» EXERCISE INSTRUCTIONS
Go through the entries one line at a time, and gather every line that has the word "unlocked".

━━━━━ DATA PROVIDED

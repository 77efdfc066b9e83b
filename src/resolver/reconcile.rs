// src/resolver/reconcile.rs

//! Lockfile reconciliation
//!
//! Given a previous lock and the current manifest, produce a new lock with
//! minimal churn: an unchanged setup returns the previous graph untouched
//! without invoking the solver at all; otherwise only explicitly unlocked
//! names and names the lock can no longer satisfy are free to move, and
//! everything else is pinned to its locked version. Pins are soft: when a
//! pin makes resolution impossible it is dropped, reported and recorded,
//! never silently.

use crate::error::{Error, Result};
use crate::index::CandidateIndex;
use crate::lockfile::LockedGraph;
use crate::manifest::Manifest;
use crate::platform::Platform;
use crate::runtime::RuntimeEnv;
use crate::version::Requirement;
use std::collections::BTreeSet;
use tracing::{debug, info, warn};

use super::engine::CancelToken;
use super::platforms::{derive_targets, resolve_joint};

/// Retry rounds for soft-pin relaxation before giving up.
const MAX_RELAXATIONS: usize = 16;

/// Inputs to one reconciliation pass.
pub struct ReconcileRequest<'a> {
    pub manifest: &'a Manifest,
    pub index: &'a CandidateIndex,
    pub runtime: &'a RuntimeEnv,
    pub previous: Option<&'a LockedGraph>,
    /// Names explicitly requested for update.
    pub unlock: BTreeSet<String>,
    pub add_platforms: Vec<Platform>,
    pub remove_platforms: Vec<Platform>,
    /// Restrict resolution to the generic marker.
    pub force_generic: bool,
    /// Fail instead of producing a changed graph.
    pub frozen: bool,
    pub cancel: Option<CancelToken>,
}

/// Result of a reconciliation pass.
#[derive(Debug)]
pub struct ReconcileOutcome {
    pub graph: LockedGraph,
    /// False when the previous graph was returned untouched.
    pub changed: bool,
    /// Names whose locked version had to move beyond what was requested.
    pub relaxed: Vec<String>,
    /// Target platforms dropped because nothing resolves for them.
    pub dropped_platforms: Vec<Platform>,
}

/// Reconcile the manifest against the previous lock (or resolve from
/// scratch when there is none).
pub fn reconcile(request: &ReconcileRequest<'_>) -> Result<ReconcileOutcome> {
    let roots = request.manifest.runtime_roots();

    if let Some(previous) = request.previous {
        verify_integrity(previous, request.index)?;

        let explicit_change = !request.unlock.is_empty()
            || !request.add_platforms.is_empty()
            || !request.remove_platforms.is_empty();
        if !explicit_change {
            if let Some(reason) = lock_is_stale(previous, request) {
                debug!(reason = %reason, "lockfile is stale");
                if request.frozen {
                    return Err(Error::FrozenLockOutdated(reason));
                }
            } else {
                // Fast path: nothing changed, zero solver invocations.
                info!("lockfile is up to date");
                return Ok(ReconcileOutcome {
                    graph: previous.clone(),
                    changed: false,
                    relaxed: Vec::new(),
                    dropped_platforms: Vec::new(),
                });
            }
        } else if request.frozen {
            return Err(Error::FrozenLockOutdated(
                "updates were requested".to_string(),
            ));
        }
    } else if request.frozen {
        return Err(Error::FrozenLockOutdated("no lockfile exists".to_string()));
    }

    let mut base: Vec<Platform> = request
        .previous
        .map(|p| p.platforms.clone())
        .unwrap_or_default();
    for platform in &request.manifest.requested_platforms {
        if !base.contains(platform) {
            base.push(platform.clone());
        }
    }
    let targets = derive_targets(
        &base,
        &request.add_platforms,
        &request.remove_platforms,
        &request.runtime.platform,
        request.force_generic,
        request.previous.is_some(),
    );
    let requested: BTreeSet<Platform> = request
        .manifest
        .requested_platforms
        .iter()
        .chain(&request.add_platforms)
        .cloned()
        .collect();

    // Pin every name outside the unlock set to its locked version.
    let mut pins: Vec<(String, Requirement)> = Vec::new();
    if let Some(previous) = request.previous {
        let unlocked = full_unlock_set(previous, request, &targets);
        for name in previous.locked_names() {
            if unlocked.contains(&name) {
                continue;
            }
            if let Some(version) = previous.locked_version(&name) {
                pins.push((name.clone(), Requirement::exact(version)));
            }
        }
        debug!(pinned = pins.len(), unlocked = unlocked.len(), "computed unlock set");
    }

    let mut relaxed: Vec<String> = Vec::new();
    let joint = loop {
        match resolve_joint(
            request.index,
            request.runtime,
            &roots,
            &pins,
            &targets,
            &requested,
            request.cancel.as_ref(),
        ) {
            Ok(joint) => break joint,
            Err(Error::Unsatisfiable(trace)) => {
                // A pin made resolution impossible; drop the pins implicated
                // in the trace and try again. Only a last resort, and loud.
                let mut implicated: BTreeSet<String> =
                    trace.chain.iter().map(|r| r.dependent.clone()).collect();
                implicated.insert(trace.unresolved.clone());
                let before = pins.len();
                pins.retain(|(name, _)| {
                    let hit = implicated.contains(name);
                    if hit {
                        relaxed.push(name.clone());
                    }
                    !hit
                });
                if pins.len() == before || relaxed.len() > MAX_RELAXATIONS {
                    return Err(Error::Unsatisfiable(trace));
                }
                warn!(
                    names = ?relaxed,
                    "locked versions conflict with the manifest, allowing them to change"
                );
            }
            Err(other) => return Err(other),
        }
    };

    let mut graph = LockedGraph::from_resolution(
        &joint.assignments,
        &request.manifest.dependencies,
        env!("CARGO_PKG_VERSION"),
    );
    if let Some(previous) = request.previous {
        graph.trailing = previous.trailing.clone();
        warn_on_newly_specific(previous, &graph);
    }

    let changed = match request.previous {
        Some(previous) => *previous != graph,
        None => true,
    };

    Ok(ReconcileOutcome {
        graph,
        changed,
        relaxed,
        dropped_platforms: joint.dropped,
    })
}

/// Why the lock cannot be reused as-is, or `None` when it can.
fn lock_is_stale(previous: &LockedGraph, request: &ReconcileRequest<'_>) -> Option<String> {
    let manifest = request.manifest;

    // Requested dependency set must be unchanged.
    let mut wanted: Vec<(String, String, bool)> = manifest
        .dependencies
        .iter()
        .map(|d| (d.name.clone(), d.req.to_string(), d.source.is_some()))
        .collect();
    wanted.sort();
    let mut locked: Vec<(String, String, bool)> = previous
        .dependencies
        .iter()
        .map(|d| (d.name.clone(), d.req.to_string(), d.pinned))
        .collect();
    locked.sort();
    if wanted != locked {
        return Some("the requested dependencies changed".to_string());
    }

    // Source set must be unchanged.
    let mut wanted_sources: Vec<_> = manifest.sources.iter().map(|s| s.id.clone()).collect();
    wanted_sources.sort();
    let mut locked_sources: Vec<_> = previous.sources.iter().map(|s| s.id.clone()).collect();
    locked_sources.sort();
    if wanted_sources != locked_sources {
        return Some("the configured sources changed".to_string());
    }

    // Target platform set must be unchanged.
    let mut base = previous.platforms.clone();
    for platform in &manifest.requested_platforms {
        if !base.contains(platform) {
            base.push(platform.clone());
        }
    }
    let targets = derive_targets(
        &base,
        &[],
        &[],
        &request.runtime.platform,
        request.force_generic,
        true,
    );
    let target_set: BTreeSet<&Platform> = targets.iter().collect();
    let locked_set: BTreeSet<&Platform> = previous.platforms.iter().collect();
    if target_set != locked_set {
        return Some("the target platform set changed".to_string());
    }

    // Every locked candidate must still exist, satisfy every requirement,
    // and admit the running runtime.
    for source in &previous.sources {
        for spec in &source.specs {
            let candidate = request
                .index
                .find(&spec.name, &spec.version, &spec.platform, &source.id);
            let Some(candidate) = candidate else {
                return Some(format!("{} is gone from its source", spec.lock_name()));
            };
            if !previous.requirement_on(&spec.name).matches(&spec.version) {
                return Some(format!(
                    "{} no longer satisfies its requirements",
                    spec.lock_name()
                ));
            }
            if !request.runtime.admits(&candidate.runtime_req) {
                return Some(format!(
                    "{} does not support the running runtime",
                    spec.lock_name()
                ));
            }
        }
    }

    // Every target platform must be covered by a locked variant of each name.
    for name in previous.locked_names() {
        let specs = previous.specs_of(&name);
        for target in &previous.platforms {
            if !specs.iter().any(|(_, s)| s.platform.compatible(target)) {
                return Some(format!("{} has no variant for {}", name, target));
            }
        }
    }

    None
}

/// Names that are free to change: explicitly requested ones plus any name
/// whose locked state is no longer valid.
fn full_unlock_set(
    previous: &LockedGraph,
    request: &ReconcileRequest<'_>,
    targets: &[Platform],
) -> BTreeSet<String> {
    let mut unlocked = request.unlock.clone();

    let manifest_req = |name: &str| -> Requirement {
        request
            .manifest
            .dependencies
            .iter()
            .filter(|d| d.name == name)
            .fold(Requirement::any(), |acc, d| acc.intersect(&d.req))
    };

    for name in previous.locked_names() {
        if unlocked.contains(&name) {
            continue;
        }
        let specs = previous.specs_of(&name);
        let Some(version) = previous.locked_version(&name) else {
            continue;
        };

        // The manifest may have tightened its requirement.
        if !manifest_req(&name).matches(version) {
            unlocked.insert(name.clone());
            continue;
        }

        // Some variant must still exist per target platform, at the locked
        // version, in the index.
        let available: Vec<_> = specs
            .iter()
            .filter_map(|(source, spec)| {
                request
                    .index
                    .find(&spec.name, &spec.version, &spec.platform, source)
            })
            .collect();
        if available.is_empty() {
            unlocked.insert(name.clone());
            continue;
        }
        if available
            .iter()
            .any(|c| !request.runtime.admits(&c.runtime_req))
        {
            unlocked.insert(name.clone());
            continue;
        }
        for target in targets {
            let covered = request
                .index
                .candidates(&name)
                .iter()
                .any(|c| c.version == *version && c.platform.compatible(target));
            if !covered {
                unlocked.insert(name.clone());
                break;
            }
        }
    }

    unlocked
}

/// A fetched candidate whose integrity token disagrees with the locked one
/// is fatal, never silently accepted.
fn verify_integrity(previous: &LockedGraph, index: &CandidateIndex) -> Result<()> {
    for source in &previous.sources {
        for spec in &source.specs {
            let locked = previous.checksum_of(&spec.name, &spec.version, &spec.platform);
            let Some(locked) = locked else { continue };
            let fetched = index
                .find(&spec.name, &spec.version, &spec.platform, &source.id)
                .and_then(|c| c.checksum.as_deref());
            if let Some(fetched) = fetched {
                if fetched != locked {
                    return Err(Error::IntegrityMismatch {
                        name: spec.name.clone(),
                        version: spec.version.to_string(),
                        locked: locked.to_string(),
                        fetched: fetched.to_string(),
                    });
                }
            }
        }
    }
    Ok(())
}

/// The previous lock may only have recorded the generic variant of a name
/// the new graph locks platform-specifically. Surfaced as a warning so the
/// switch to binary variants is never silent.
fn warn_on_newly_specific(previous: &LockedGraph, graph: &LockedGraph) {
    for name in graph.locked_names() {
        let was_generic_only = {
            let specs = previous.specs_of(&name);
            !specs.is_empty() && specs.iter().all(|(_, s)| s.platform.is_generic())
        };
        let now_specific = graph
            .specs_of(&name)
            .iter()
            .any(|(_, s)| !s.platform.is_generic());
        if was_generic_only && now_specific {
            warn!(
                name = %name,
                "a platform specific variant is being locked, the previous lockfile only had its generic form"
            );
        }
    }
}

━━━━━━━━━━

» FINAL ANSWER
//! without invoking the solver at all; otherwise only explicitly unlocked
        let unlocked = full_unlock_set(previous, request, &targets);
            if unlocked.contains(&name) {
        debug!(pinned = pins.len(), unlocked = unlocked.len(), "computed unlock set");
    let mut unlocked = request.unlock.clone();
        if unlocked.contains(&name) {
            unlocked.insert(name.clone());
            unlocked.insert(name.clone());
            unlocked.insert(name.clone());
                unlocked.insert(name.clone());
    unlocked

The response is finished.